--- Task inputs ---
//! Store abstraction for remote parameter sources.
//!
//! This module defines the [`ParameterStore`] trait, the capability the
//! loader needs from a remote key-value parameter service: fetch one key,
//! or fetch up to [`MAX_PARAMETERS`](crate::MAX_PARAMETERS) keys at once
//! while reporting which of them do not exist.
//!
//! # Built-in Stores
//!
//! - [`MemoryStore`] - In-memory store for tests, examples and local runs
//!
//! # Custom Stores
//!
//! ```rust,ignore
//! use paramstore::store::{Fetched, Parameter, ParameterStore, StoreError};
//!
//! struct SsmStore { client: SsmClient }
//!
//! impl ParameterStore for SsmStore {
//!     fn name(&self) -> &str { "ssm" }
//!
//!     fn get_parameter(&self, key: &str, decrypt: bool) -> Result<Parameter, StoreError> {
//!         // call GetParameter...
//!     }
//!
//!     fn get_parameters(&self, keys: &[&str], decrypt: bool) -> Result<Fetched, StoreError> {
//!         // call GetParameters...
//!     }
//! }
//! ```

mod memory;

pub use memory::MemoryStore;

use std::error::Error as StdError;
use std::fmt::{self, Display, Formatter};

use miette::Diagnostic;
use thiserror::Error as ThisError;

// ============================================================================
// Store Value Types
// ============================================================================

/// How the store holds a parameter's value.
#[derive(Clone, Copy, Debug, Default, Eq, PartialEq, Hash)]
pub enum ParameterKind {
    /// Plain text.
    #[default]
    String,
    /// Comma-separated list of text values.
    StringList,
    /// Encrypted text, readable only with decryption.
    SecureString,
}

impl Display for ParameterKind {
    fn fmt(&self, f: &mut Formatter<'_>) -> fmt::Result {
        match self {
            ParameterKind::String => f.write_str("String"),
            ParameterKind::StringList => f.write_str("StringList"),
            ParameterKind::SecureString => f.write_str("SecureString"),
        }
    }
}

/// A parameter returned by the store.
#[derive(Clone, Debug, Eq, PartialEq)]
pub struct Parameter {
    /// The parameter's full key.
    pub name: String,

    /// The raw text value.
    pub value: String,

    /// How the store holds the value.
    pub kind: ParameterKind,
}

impl Parameter {
    /// Creates a plain text parameter.
    #[must_use]
    pub fn new(name: impl Into<String>, value: impl Into<String>) -> Self {
        Self {
            name: name.into(),
            value: value.into(),
            kind: ParameterKind::String,
        }
    }

    /// Sets the parameter's kind.
    #[must_use]
    pub fn with_kind(mut self, kind: ParameterKind) -> Self {
        self.kind = kind;

        self
    }
}

/// Result of a multi-key fetch.
#[derive(Clone, Debug, Default, Eq, PartialEq)]
pub struct Fetched {
    /// Parameters that were found.
    pub parameters: Vec<Parameter>,

    /// Requested keys the store does not know.
    pub invalid: Vec<String>,
}

// ============================================================================
// Store Errors
// ============================================================================

/// Errors raised by a store client.
#[derive(Debug, ThisError, Diagnostic)]
pub enum StoreError {
    /// The requested key does not exist in the store.
    #[error("parameter '{key}' not found in store '{store}'")]
    #[diagnostic(code(paramstore::store::not_found))]
    NotFound {
        /// The missing key.
        key: String,
        /// The store name.
        store: String,
    },

    /// A multi-key fetch asked for more keys than the store accepts.
    #[error("store '{store}' accepts at most {max} keys per request, got {requested}")]
    #[diagnostic(
        code(paramstore::store::too_many_keys),
        help("split the request into batches")
    )]
    TooManyKeys {
        /// The store name.
        store: String,
        /// How many keys were requested.
        requested: usize,
        /// The store's per-request limit.
        max: usize,
    },

    /// Transport, throttling or authentication failure.
    #[error("store '{store}' connection error: {message}")]
    #[diagnostic(
        code(paramstore::store::connection),
        help("check store configuration and connectivity")
    )]
    Connection {
        /// The store name.
        store: String,
        /// The error message.
        message: String,
        /// The underlying error source.
        #[source]
        source: Option<Box<dyn StdError + Send + Sync>>,
    },

    /// Generic store error.
    #[error("store '{store}' error: {message}")]
    #[diagnostic(code(paramstore::store::error))]
    Other {
        /// The store name.
        store: String,
        /// The error message.
        message: String,
        /// The underlying error source.
        #[source]
        source: Option<Box<dyn StdError + Send + Sync>>,
    },
}

impl StoreError {
    /// Returns the store name from the error.
    #[must_use]
    pub fn store_name(&self) -> &str {
        match self {
            StoreError::NotFound { store, .. }
            | StoreError::TooManyKeys { store, .. }
            | StoreError::Connection { store, .. }
            | StoreError::Other { store, .. } => store,
        }
    }

    /// Creates a not-found error.
    pub fn not_found(store: impl Into<String>, key: impl Into<String>) -> Self {
        StoreError::NotFound {
            key: key.into(),
            store: store.into(),
        }
    }

    /// Creates a connection error.
    pub fn connection(store: impl Into<String>, message: impl Into<String>) -> Self {
        StoreError::Connection {
            store: store.into(),
            message: message.into(),
            source: None,
        }
    }

    /// Creates a connection error with source.
    pub fn connection_with_source(
        store: impl Into<String>,
        message: impl Into<String>,
        source: impl StdError + Send + Sync + 'static,
    ) -> Self {
        StoreError::Connection {
            store: store.into(),
            message: message.into(),
            source: Some(Box::new(source)),
        }
    }

    /// Creates a generic error.
    pub fn other(store: impl Into<String>, message: impl Into<String>) -> Self {
        StoreError::Other {
            store: store.into(),
            message: message.into(),
            source: None,
        }
    }
}

// ============================================================================
// Store Trait
// ============================================================================

/// A remote key-value parameter store.
///
/// Implementations are called synchronously by the loader, one batch at a
/// time, and from the watcher thread, hence `Send + Sync`. No timeout is
/// applied by the loader: a store call that hangs hangs the load.
pub trait ParameterStore: Send + Sync {
    /// Returns the store's name for error messages and logs.
    fn name(&self) -> &str;

    /// Fetches one parameter.
    ///
    /// # Errors
    ///
    /// Returns [`StoreError::NotFound`] when the key does not exist, or
    /// another variant when the store fails.
    fn get_parameter(&self, key: &str, decrypt: bool) -> Result<Parameter, StoreError>;

    /// Fetches several parameters in one call.
    ///
    /// Unknown keys are reported in [`Fetched::invalid`], not as an error.
    ///
    /// # Errors
    ///
    /// Returns [`StoreError::TooManyKeys`] when `keys` exceeds the store's
    /// per-request limit, or another variant when the store fails.
    fn get_parameters(&self, keys: &[&str], decrypt: bool) -> Result<Fetched, StoreError>;
}

impl<S: ParameterStore + ?Sized> ParameterStore for Box<S> {
    fn name(&self) -> &str {
        (**self).name()
    }

    fn get_parameter(&self, key: &str, decrypt: bool) -> Result<Parameter, StoreError> {
        (**self).get_parameter(key, decrypt)
    }

    fn get_parameters(&self, keys: &[&str], decrypt: bool) -> Result<Fetched, StoreError> {
        (**self).get_parameters(keys, decrypt)
    }
}

impl<S: ParameterStore + ?Sized> ParameterStore for std::sync::Arc<S> {
    fn name(&self) -> &str {
        (**self).name()
    }

    fn get_parameter(&self, key: &str, decrypt: bool) -> Result<Parameter, StoreError> {
        (**self).get_parameter(key, decrypt)
    }

    fn get_parameters(&self, keys: &[&str], decrypt: bool) -> Result<Fetched, StoreError> {
        (**self).get_parameters(keys, decrypt)
    }
}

--- Aim of the exercise ---
All of the records above must be reproduced exactly.

--- Solution to this exercise ---
//! Store abstraction for remote parameter sources.
//!
//! This module defines the [`ParameterStore`] trait, the capability the
//! loader needs from a remote key-value parameter service: fetch one key,
//! or fetch up to [`MAX_PARAMETERS`](crate::MAX_PARAMETERS) keys at once
//! while reporting which of them do not exist.
//!
//! # Built-in Stores
//!
//! - [`MemoryStore`] - In-memory store for tests, examples and local runs
//!
//! # Custom Stores
//!
//! ```rust,ignore
//! use paramstore::store::{Fetched, Parameter, ParameterStore, StoreError};
//!
//! struct SsmStore { client: SsmClient }
//!
//! impl ParameterStore for SsmStore {
//!     fn name(&self) -> &str { "ssm" }
//!
//!     fn get_parameter(&self, key: &str, decrypt: bool) -> Result<Parameter, StoreError> {
//!         // call GetParameter...
//!     }
//!
//!     fn get_parameters(&self, keys: &[&str], decrypt: bool) -> Result<Fetched, StoreError> {
//!         // call GetParameters...
//!     }
//! }
//! ```

mod memory;

pub use memory::MemoryStore;

use std::error::Error as StdError;
use std::fmt::{self, Display, Formatter};

use miette::Diagnostic;
use thiserror::Error as ThisError;

// ============================================================================
// Store Value Types
// ============================================================================

/// How the store holds a parameter's value.
#[derive(Clone, Copy, Debug, Default, Eq, PartialEq, Hash)]
pub enum ParameterKind {
    /// Plain text.
    #[default]
    String,
    /// Comma-separated list of text values.
    StringList,
    /// Encrypted text, readable only with decryption.
    SecureString,
}

impl Display for ParameterKind {
    fn fmt(&self, f: &mut Formatter<'_>) -> fmt::Result {
        match self {
            ParameterKind::String => f.write_str("String"),
            ParameterKind::StringList => f.write_str("StringList"),
            ParameterKind::SecureString => f.write_str("SecureString"),
        }
    }
}

/// A parameter returned by the store.
#[derive(Clone, Debug, Eq, PartialEq)]
pub struct Parameter {
    /// The parameter's full key.
    pub name: String,

    /// The raw text value.
    pub value: String,

    /// How the store holds the value.
    pub kind: ParameterKind,
}

impl Parameter {
    /// Creates a plain text parameter.
    #[must_use]
    pub fn new(name: impl Into<String>, value: impl Into<String>) -> Self {
        Self {
            name: name.into(),
            value: value.into(),
            kind: ParameterKind::String,
        }
    }

    /// Sets the parameter's kind.
    #[must_use]
    pub fn with_kind(mut self, kind: ParameterKind) -> Self {
        self.kind = kind;

        self
    }
}

/// Result of a multi-key fetch.
#[derive(Clone, Debug, Default, Eq, PartialEq)]
pub struct Fetched {
    /// Parameters that were found.
    pub parameters: Vec<Parameter>,

    /// Requested keys the store does not know.
    pub invalid: Vec<String>,
}

// ============================================================================
// Store Errors
// ============================================================================

/// Errors raised by a store client.
#[derive(Debug, ThisError, Diagnostic)]
pub enum StoreError {
    /// The requested key does not exist in the store.
    #[error("parameter '{key}' not found in store '{store}'")]
    #[diagnostic(code(paramstore::store::not_found))]
    NotFound {
        /// The missing key.
        key: String,
        /// The store name.
        store: String,
    },

    /// A multi-key fetch asked for more keys than the store accepts.
    #[error("store '{store}' accepts at most {max} keys per request, got {requested}")]
    #[diagnostic(
        code(paramstore::store::too_many_keys),
        help("split the request into batches")
    )]
    TooManyKeys {
        /// The store name.
        store: String,
        /// How many keys were requested.
        requested: usize,
        /// The store's per-request limit.
        max: usize,
    },

    /// Transport, throttling or authentication failure.
    #[error("store '{store}' connection error: {message}")]
    #[diagnostic(
        code(paramstore::store::connection),
        help("check store configuration and connectivity")
    )]
    Connection {
        /// The store name.
        store: String,
        /// The error message.
        message: String,
        /// The underlying error source.
        #[source]
        source: Option<Box<dyn StdError + Send + Sync>>,
    },

    /// Generic store error.
    #[error("store '{store}' error: {message}")]
    #[diagnostic(code(paramstore::store::error))]
    Other {
        /// The store name.
        store: String,
        /// The error message.
        message: String,
        /// The underlying error source.
        #[source]
        source: Option<Box<dyn StdError + Send + Sync>>,
    },
}

impl StoreError {
    /// Returns the store name from the error.
    #[must_use]
    pub fn store_name(&self) -> &str {
        match self {
            StoreError::NotFound { store, .. }
            | StoreError::TooManyKeys { store, .. }
            | StoreError::Connection { store, .. }
            | StoreError::Other { store, .. } => store,
        }
    }

    /// Creates a not-found error.
    pub fn not_found(store: impl Into<String>, key: impl Into<String>) -> Self {
        StoreError::NotFound {
            key: key.into(),
            store: store.into(),
        }
    }

    /// Creates a connection error.
    pub fn connection(store: impl Into<String>, message: impl Into<String>) -> Self {
        StoreError::Connection {
            store: store.into(),
            message: message.into(),
            source: None,
        }
    }

    /// Creates a connection error with source.
    pub fn connection_with_source(
        store: impl Into<String>,
        message: impl Into<String>,
        source: impl StdError + Send + Sync + 'static,
    ) -> Self {
        StoreError::Connection {
            store: store.into(),
            message: message.into(),
            source: Some(Box::new(source)),
        }
    }

    /// Creates a generic error.
    pub fn other(store: impl Into<String>, message: impl Into<String>) -> Self {
        StoreError::Other {
            store: store.into(),
            message: message.into(),
            source: None,
        }
    }
}

// ============================================================================
// Store Trait
// ============================================================================

/// A remote key-value parameter store.
///
/// Implementations are called synchronously by the loader, one batch at a
/// time, and from the watcher thread, hence `Send + Sync`. No timeout is
/// applied by the loader: a store call that hangs hangs the load.
pub trait ParameterStore: Send + Sync {
    /// Returns the store's name for error messages and logs.
    fn name(&self) -> &str;

    /// Fetches one parameter.
    ///
    /// # Errors
    ///
    /// Returns [`StoreError::NotFound`] when the key does not exist, or
    /// another variant when the store fails.
    fn get_parameter(&self, key: &str, decrypt: bool) -> Result<Parameter, StoreError>;

    /// Fetches several parameters in one call.
    ///
    /// Unknown keys are reported in [`Fetched::invalid`], not as an error.
    ///
    /// # Errors
    ///
    /// Returns [`StoreError::TooManyKeys`] when `keys` exceeds the store's
    /// per-request limit, or another variant when the store fails.
    fn get_parameters(&self, keys: &[&str], decrypt: bool) -> Result<Fetched, StoreError>;
}

impl<S: ParameterStore + ?Sized> ParameterStore for Box<S> {
    fn name(&self) -> &str {
        (**self).name()
    }

    fn get_parameter(&self, key: &str, decrypt: bool) -> Result<Parameter, StoreError> {
        (**self).get_parameter(key, decrypt)
    }

    fn get_parameters(&self, keys: &[&str], decrypt: bool) -> Result<Fetched, StoreError> {
        (**self).get_parameters(keys, decrypt)
    }
}

impl<S: ParameterStore + ?Sized> ParameterStore for std::sync::Arc<S> {
    fn name(&self) -> &str {
        (**self).name()
    }

    fn get_parameter(&self, key: &str, decrypt: bool) -> Result<Parameter, StoreError> {
        (**self).get_parameter(key, decrypt)
    }

    fn get_parameters(&self, keys: &[&str], decrypt: bool) -> Result<Fetched, StoreError> {
        (**self).get_parameters(keys, decrypt)
    }
}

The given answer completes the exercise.